*** RECORD EXTRACTS Section Begins ***
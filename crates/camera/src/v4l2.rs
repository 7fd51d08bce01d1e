//! V4L2 capture backend
//!
//! Serves both board-integrated nodes (through the libcamera V4L2 compat
//! layer) and USB devices. RGB3 is requested; YUYV is converted.

use ouroboros::self_referencing;
use tracing::{info, warn};
use v4l::buffer::Type;
use v4l::io::traits::CaptureStream;
use v4l::prelude::MmapStream;
use v4l::video::Capture;
use v4l::FourCC;

use contracts::{CameraKind, PixelFormat};

use crate::backend::{CameraBackend, CaptureSettings, RawImage};
use crate::error::{CameraError, Result};

const BUFFER_COUNT: u32 = 4;

#[self_referencing]
struct V4l2State {
    device: v4l::Device,
    #[borrows(mut device)]
    #[covariant]
    stream: MmapStream<'this, v4l::Device>,
}

#[derive(Debug, Clone, Copy, PartialEq, Eq)]
enum WireFormat {
    Rgb3,
    Yuyv,
}

/// `/dev/video<index>` capture
pub struct V4l2Backend {
    kind: CameraKind,
    index: u32,
    state: Option<V4l2State>,
    wire: WireFormat,
    active_width: u32,
    active_height: u32,
}

impl V4l2Backend {
    pub fn new(kind: CameraKind, index: u32) -> Self {
        Self {
            kind,
            index,
            state: None,
            wire: WireFormat::Rgb3,
            active_width: 0,
            active_height: 0,
        }
    }

    fn path(&self) -> String {
        format!("/dev/video{}", self.index)
    }

    fn open_error(&self, err: std::io::Error) -> CameraError {
        if err.kind() == std::io::ErrorKind::PermissionDenied {
            CameraError::PermissionDenied { device: self.path() }
        } else {
            CameraError::init_failed(self.path(), err.to_string())
        }
    }
}

impl CameraBackend for V4l2Backend {
    fn kind(&self) -> CameraKind {
        self.kind
    }

    fn describe(&self) -> String {
        self.path()
    }

    fn init(&mut self, settings: &CaptureSettings) -> Result<()> {
        let device = v4l::Device::new(self.index as usize).map_err(|e| self.open_error(e))?;

        let mut format = device
            .format()
            .map_err(|e| CameraError::init_failed(self.path(), format!("read format: {e}")))?;
        format.width = settings.width;
        format.height = settings.height;
        format.fourcc = FourCC::new(b"RGB3");

        let format = match device.set_format(&format) {
            Ok(format) => format,
            Err(err) => {
                warn!(
                    device = %self.path(),
                    error = %err,
                    "Failed to set format, using device default"
                );
                device.format().map_err(|e| {
                    CameraError::init_failed(
                        self.path(),
                        format!("read format after set failure: {e}"),
                    )
                })?
            }
        };

        self.wire = if format.fourcc == FourCC::new(b"RGB3") {
            WireFormat::Rgb3
        } else if format.fourcc == FourCC::new(b"YUYV") {
            WireFormat::Yuyv
        } else {
            return Err(CameraError::init_failed(
                self.path(),
                format!("unsupported pixel format {}", format.fourcc),
            ));
        };

        if settings.fps > 0.0 {
            let fps = settings.fps.round().max(1.0) as u32;
            let params = v4l::video::capture::Parameters::with_fps(fps);
            if let Err(err) = device.set_params(&params) {
                warn!(device = %self.path(), error = %err, "Failed to set frame rate");
            }
        }

        self.active_width = format.width;
        self.active_height = format.height;

        let state = V4l2StateTryBuilder {
            device,
            stream_builder: |device| {
                MmapStream::with_buffers(device, Type::VideoCapture, BUFFER_COUNT)
            },
        }
        .try_build()
        .map_err(|e| CameraError::init_failed(self.path(), format!("create buffer stream: {e}")))?;
        self.state = Some(state);

        info!(
            device = %self.path(),
            kind = %self.kind,
            width = self.active_width,
            height = self.active_height,
            wire = ?self.wire,
            "V4L2 device opened"
        );
        Ok(())
    }

    fn capture_once(&mut self) -> Result<RawImage> {
        let path = self.path();
        let state = self
            .state
            .as_mut()
            .ok_or_else(|| CameraError::capture_failed(&path, "device not open"))?;

        let data = state
            .with_stream_mut(|stream| stream.next().map(|(buf, _meta)| buf.to_vec()))
            .map_err(|e| CameraError::capture_failed(&path, e.to_string()))?;

        let data = match self.wire {
            WireFormat::Rgb3 => data,
            WireFormat::Yuyv => yuyv_to_rgb(&data),
        };

        Ok(RawImage {
            width: self.active_width,
            height: self.active_height,
            format: PixelFormat::Rgb8,
            data,
        })
    }

    fn release(&mut self) {
        if self.state.take().is_some() {
            info!(device = %self.path(), "V4L2 device released");
        }
    }
}

impl Drop for V4l2Backend {
    fn drop(&mut self) {
        self.release();
    }
}

/// Packed YUYV 4:2:2 to RGB888 (BT.601)
fn yuyv_to_rgb(yuyv: &[u8]) -> Vec<u8> {
    let mut rgb = Vec::with_capacity(yuyv.len() / 2 * 3);
    for chunk in yuyv.chunks_exact(4) {
        let (y0, u, y1, v) = (
            chunk[0] as f32,
            chunk[1] as f32 - 128.0,
            chunk[2] as f32,
            chunk[3] as f32 - 128.0,
        );
        for y in [y0, y1] {
            rgb.push((y + 1.402 * v).clamp(0.0, 255.0) as u8);
            rgb.push((y - 0.344 * u - 0.714 * v).clamp(0.0, 255.0) as u8);
            rgb.push((y + 1.772 * u).clamp(0.0, 255.0) as u8);
        }
    }
    rgb
}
*** RECORD EXTRACTS Section Ends ***
> TASK TO CARRY OUT
In the listing above, find every line with the word "RawImage" and copy it.

> EXERCISE SOLUTION
use crate::backend::{CameraBackend, CaptureSettings, RawImage};
    fn capture_once(&mut self) -> Result<RawImage> {
        Ok(RawImage {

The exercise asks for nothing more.